Monday, November 16, 2009

Inside Yourself

I always love those articles about what’s inside some celeb’s purse or in their fridge. I stare at what’s in someone’s grocery cart all the time, looking down at their choice of cereal, then up into their faces, trying to make a connection between their choices and who they are. What we choose, what we buy, what we collect says pretty much everything about us.

This morning, a get-it-together Monday, I was going through my little wristlet that has come to replace my larger wallet, carrying only the essentials. As I sorted, throwing away receipts from the nail salon, from Daffy’s, from restaurants, from the copy shop, from the computer repair place, I began to get an overwhelming sense of self: this was my life. I began to sort with more conviction.

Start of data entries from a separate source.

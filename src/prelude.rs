//! Prelude module for convenient imports
//!
//! This module re-exports the most commonly used types and functions from the atlas crate.
//!
//! # Example
//!
//! ```rust,no_run
//! use atlas::prelude::*;
//!
//! # fn run_example() -> Result<()> {
//! let document = Document::from_file("path/to/pool.pear")?;
//! let graph = Atlas::builder().build().render(&document);
//! println!("{}", serde_json::to_string_pretty(&graph)?);
//! # Ok(())
//! # }
//! ```

// Pipeline
pub use crate::layout::{Direction, LayoutConfig, layout, layout_with_config};
pub use crate::merge::merge;
pub use crate::pipeline::Atlas;
pub use crate::synth::synthesize;

// Document and graph types
pub use crate::document::{Document, DocumentKind};
pub use crate::graph::{Anchor, Bounds, Edge, Graph, Node, NodeKind, Ports, Position, Side, Slot, SourceHandle};

// Editing, outline and sessions
pub use crate::edit::apply_field_edit;
pub use crate::outline::{OutlineNode, outline};
pub use crate::session::{Session, Tab};

// Error types
pub use crate::error::{DocumentError, EditError, SessionError};

// Result type alias for convenience
pub type Result<T> = std::result::Result<T, Box<dyn std::error::Error>>;
//! Position-preserving merge of a fresh layout with the one currently on screen.

use crate::graph::Node;
use ahash::AHashMap;
use tracing::debug;

/// Merges freshly laid-out nodes with `previous` ones.
///
/// For each fresh node whose id also appears in `previous`, the previous position is
/// kept; everything else (kind, label, payload, anchor, ports) comes from the fresh
/// node. Nodes only present in `previous` are dropped.
pub fn merge(fresh: Vec<Node>, previous: &[Node]) -> Vec<Node> {
    let mut known: AHashMap<&str, &Node> = AHashMap::with_capacity(previous.len());
    for node in previous {
        known.entry(node.id.as_str()).or_insert(node);
    }

    let mut kept = 0usize;
    let merged: Vec<Node> = fresh
        .into_iter()
        .map(|mut node| {
            if let Some(old) = known.get(node.id.as_str()) {
                node.position = old.position;
                kept += 1;
            }
            node
        })
        .collect();

    debug!(
        nodes = merged.len(),
        kept,
        dropped = previous.len().saturating_sub(kept),
        "merged layout"
    );
    merged
}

Ah, yes, I do hit a lot of cafes, as my Naidre’s punch card and my Red Horse Café card show. I love art, carrying with me at all times my membership cards to MOMA and the New Museum just in case the spirit should move me or I should need to find the spirits that might help me move. Cheese, too figures large, would figure larger if I let it. My Murray’s Cheese frequent buyer card doesn’t have too many punches and my gym card is well worn, which is why I’m lighter than I used to be. My Borders Rewards card shows my love of books, though I am nowhere near a Borders. I don’t have a Barnes & Noble card because I am always too cheap to spend the money they require to save, short-sighted I know. There are three MetroCards, likely all with insufficient fare.

Next up are the many business cards of people I meet daily who I hope can be useful to me or who I can be useful to in some way. There is a woman I met and like a lot whose business is “Personal Transformation and Healing for Women.” I have been trying to connect with her for a while, to utilize her necessary services. Another is for a great woman whose business is Cyber PR. Definitely need her, too. There are a slew of production types, ranging in specialty from music to photography. Life, I said recently, is just one big production, so we need all the producers we can get to help us stage it.

There, too, is the beautiful, ethereal card from the girl at an antique fair whose stuff I loved, I wanted to move in to her table. Her online boutique is called, aptly, “A Charming Life.”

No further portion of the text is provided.